Just a Hairy Special Snowflake supply clerk with no field experience, shooting an Asymetric carbine as a Try Hard. Snarky and easily butt hurt. Favorite animal is the Cape Buffalo....likely indicative of a personality disorder.
"If I had a grandpa, he would look like Delbert Belton".
Just a Hairy Special Snowflake supply clerk with no field experience, shooting an Asymetric carbine as a Try Hard. Snarky and easily butt hurt. Favorite animal is the Cape Buffalo....likely indicative of a personality disorder.
"If I had a grandpa, he would look like Delbert Belton".

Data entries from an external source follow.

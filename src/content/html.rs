//! HTML parsing for links, title and visible text
//!
//! Everything here is synchronous: `scraper::Html` is not `Send`, so a parsed
//! document never lives across an await point.

use scraper::{Html, Node, Selector};
use std::collections::HashSet;
use url::Url;

/// Extracted information from an HTML page
#[derive(Debug, Clone, Default)]
pub struct ParsedPage {
    /// The page title (from <title> tag)
    pub title: Option<String>,

    /// Links found on the page, absolute and in document order
    pub links: Vec<Url>,
}

/// Parses HTML content and extracts links and the title
///
/// # Link Extraction Rules
///
/// **Include:**
/// - `<a href="...">` tags anywhere in the document
/// - `<link rel="canonical" href="...">`
///
/// **Exclude:**
/// - `<a href="..." download>`
/// - `javascript:`, `mailto:`, `tel:` links and data URIs
/// - Fragment-only links (same page anchors)
/// - Anything that is not HTTP(S) once resolved
///
/// Duplicate links within one page are reported once.
///
/// # Arguments
///
/// * `html` - The HTML content to parse
/// * `base_url` - The base URL for resolving relative links
///
/// # Example
///
/// ```
/// use sitewise::content::parse_html;
/// use url::Url;
///
/// let html = r#"<html><head><title>Test</title></head><body><a href="/page">Link</a></body></html>"#;
/// let base_url = Url::parse("https://example.com/").unwrap();
/// let parsed = parse_html(html, &base_url);
/// assert_eq!(parsed.title, Some("Test".to_string()));
/// assert_eq!(parsed.links[0].as_str(), "https://example.com/page");
/// ```
pub fn parse_html(html: &str, base_url: &Url) -> ParsedPage {
    let document = Html::parse_document(html);

    ParsedPage {
        title: title_of(&document),
        links: links_of(&document, base_url),
    }
}

/// Extracts just the links from HTML
pub fn extract_links(html: &str, base_url: &Url) -> Vec<Url> {
    links_of(&Html::parse_document(html), base_url)
}

/// Extracts just the title from HTML
pub fn extract_title(html: &str) -> Option<String> {
    title_of(&Html::parse_document(html))
}

/// Returns the human-visible text of a document
///
/// Text inside `script`, `style`, `noscript` and `template` is dropped and runs
/// of whitespace collapse to a single space.
pub fn visible_text(html: &str) -> String {
    let document = Html::parse_document(html);
    let mut words: Vec<&str> = Vec::new();

    for node in document.root_element().descendants() {
        let Some(text) = node.value().as_text() else {
            continue;
        };

        let hidden = node.ancestors().any(|ancestor| {
            matches!(
                ancestor.value(),
                Node::Element(element)
                    if matches!(element.name(), "script" | "style" | "noscript" | "template")
            )
        });

        if !hidden {
            words.extend(text.split_whitespace());
        }
    }

    words.join(" ")
}

fn title_of(document: &Html) -> Option<String> {
    let title_selector = Selector::parse("title").ok()?;

    document
        .select(&title_selector)
        .next()
        .map(|element| element.text().collect::<String>().trim().to_string())
        .filter(|s| !s.is_empty())
}

fn links_of(document: &Html, base_url: &Url) -> Vec<Url> {
    let mut seen = HashSet::new();
    let mut links = Vec::new();
    let mut push = |url: Url| {
        if seen.insert(url.clone()) {
            links.push(url);
        }
    };

    if let Ok(a_selector) = Selector::parse("a[href]") {
        for element in document.select(&a_selector) {
            if element.value().attr("download").is_some() {
                continue;
            }

            if let Some(url) = element.value().attr("href").and_then(|h| resolve_link(h, base_url)) {
                push(url);
            }
        }
    }

    if let Ok(canonical_selector) = Selector::parse("link[rel='canonical'][href]") {
        for element in document.select(&canonical_selector) {
            if let Some(url) = element.value().attr("href").and_then(|h| resolve_link(h, base_url)) {
                push(url);
            }
        }
    }

    links
}

/// Resolves a link href to an absolute URL
///
/// Returns None if the link should be excluded.
fn resolve_link(href: &str, base_url: &Url) -> Option<Url> {
    let href = href.trim();
    if href.is_empty() || href.starts_with('#') {
        return None;
    }

    let lowered = href.to_ascii_lowercase();
    if ["javascript:", "mailto:", "tel:", "data:"]
        .iter()
        .any(|scheme| lowered.starts_with(scheme))
    {
        return None;
    }

    let absolute_url = base_url.join(href).ok()?;
    matches!(absolute_url.scheme(), "http" | "https").then_some(absolute_url)
}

I qual'd on the M4 last week and needless to say some of the shooters in the bay next to me would have had multiple silver oak leaves on that patch. I probably earned one myself since I'd constantly telling the instructor my rifle (beat to crap training gun) was bone-dry and asked for some CLP to get it in mildly functional condition, but he kept saying that it'd be fine. Fast forward to constant failures to lock the bolt back on every mag I was issued (including some PMags), multiple failures to feed and double-feeds (I suspect those were user error as I kept trying to clear the stoppage and induced the double-feeds, potentially getting me the patch myself) when the instructor who was visibly baffled ad how poorly my rifle was doing asked me what was wrong. I reminded him that I'd been pointing out that my rifle wasn't lubed so during a break in shooting, he tore the rifle down and (surprise, surprise) I was right: no lube whatsoever. Cue the instructor trying to blame me for it when a Major vouched for my side of the story on being ignored when I said my rifle needed to be lubed. After basically soaking the BCG in CLP, the gun ran without further issue (therefore I nominate the instructor for the patch).
/thread drift
I am the owner of Agile/Training and Consulting
www.agiletactical.com
I was on the range in Afghanistan with an Army unit a few years ago and the M4's and M9's were bone freakin' dry. After I offered some lubricant, and when judiciously applied, the weapons did not "attract dirt", nor did they spontaneously seize up. There's a tremendous amount of urban legend BS in the military that just refuses to die.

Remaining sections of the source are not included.